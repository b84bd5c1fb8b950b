//! # Lighter Than Air Performance
//!
//! Helium buoyancy and a closed-form top speed. Drag power is a pure cube law
//! in airspeed, so VH needs no scan.

use std::f64::consts::PI;

use serde::{Deserialize, Serialize};

use super::fixed_wing::Powerplant;
use crate::config::VehicleConfiguration;
use crate::regulations::Regulations;
use crate::report::{Metric, PerformanceReport, StaticCondition};
use crate::units::{fps_to_knots, GRAVITY_FPS2};
use crate::weight_balance::Loading;

/// Gas envelope, hull drag and engine of an airship or blimp.
#[derive(Debug, Clone, PartialEq, Serialize, Deserialize)]
pub struct LighterThanAir {
    pub envelope_volume_cuft: f64,
    pub cd0: f64,
    pub powerplant: Powerplant,
}

impl LighterThanAir {
    pub fn from_config(config: &VehicleConfiguration) -> Self {
        LighterThanAir {
            envelope_volume_cuft: config.envelope_volume_cuft,
            cd0: config.cd0,
            powerplant: Powerplant::from_config(config),
        }
    }

    /// Gross buoyant lift of the helium volume (lb)
    pub fn buoyant_lift_lb(&self, regs: &Regulations) -> f64 {
        (regs.air_density_slug - regs.helium_density_slug) * GRAVITY_FPS2 * self.envelope_volume_cuft
    }

    /// Frontal area of a sphere holding 0.75 × the envelope volume (ft²).
    pub fn frontal_area_sqft(&self) -> f64 {
        let volume = self.envelope_volume_cuft * 0.75;
        if volume <= 0.0 {
            return 0.0;
        }
        PI * (volume / PI).cbrt().powi(2)
    }

    /// `(P / (0.5·ρ·A·Cd0))^(1/3)` in ft/s, zero when any term is not positive.
    pub fn max_level_speed_fps(&self, rho: f64) -> f64 {
        let available = self.powerplant.available_power();
        let denom = 0.5 * rho * self.frontal_area_sqft() * self.cd0;
        if self.cd0 > 0.0 && denom > 0.0 && available > 0.0 {
            (available / denom).cbrt()
        } else {
            0.0
        }
    }

    pub fn add_metrics(&self, loading: &Loading, regs: &Regulations, report: &mut PerformanceReport) {
        let buoyant = self.buoyant_lift_lb(regs);
        let net = buoyant - loading.gross_weight_lb;

        report.set(Metric::BuoyantLift, buoyant);
        report.set(Metric::NetLift, net);
        report.set(Metric::StaticHeaviness, StaticCondition::from_net_lift(net));
        report.set(Metric::Vh, fps_to_knots(self.max_level_speed_fps(regs.air_density_slug)));
        for metric in [Metric::Roc, Metric::StallSpeed, Metric::StaticMargin, Metric::CgMacPercent] {
            report.set_not_applicable(metric);
        }
    }
}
:::::
## Problem
What are the lines of the data above that include the string "cbrt"? Copy them.

## Expected output
        PI * (volume / PI).cbrt().powi(2)
            (available / denom).cbrt()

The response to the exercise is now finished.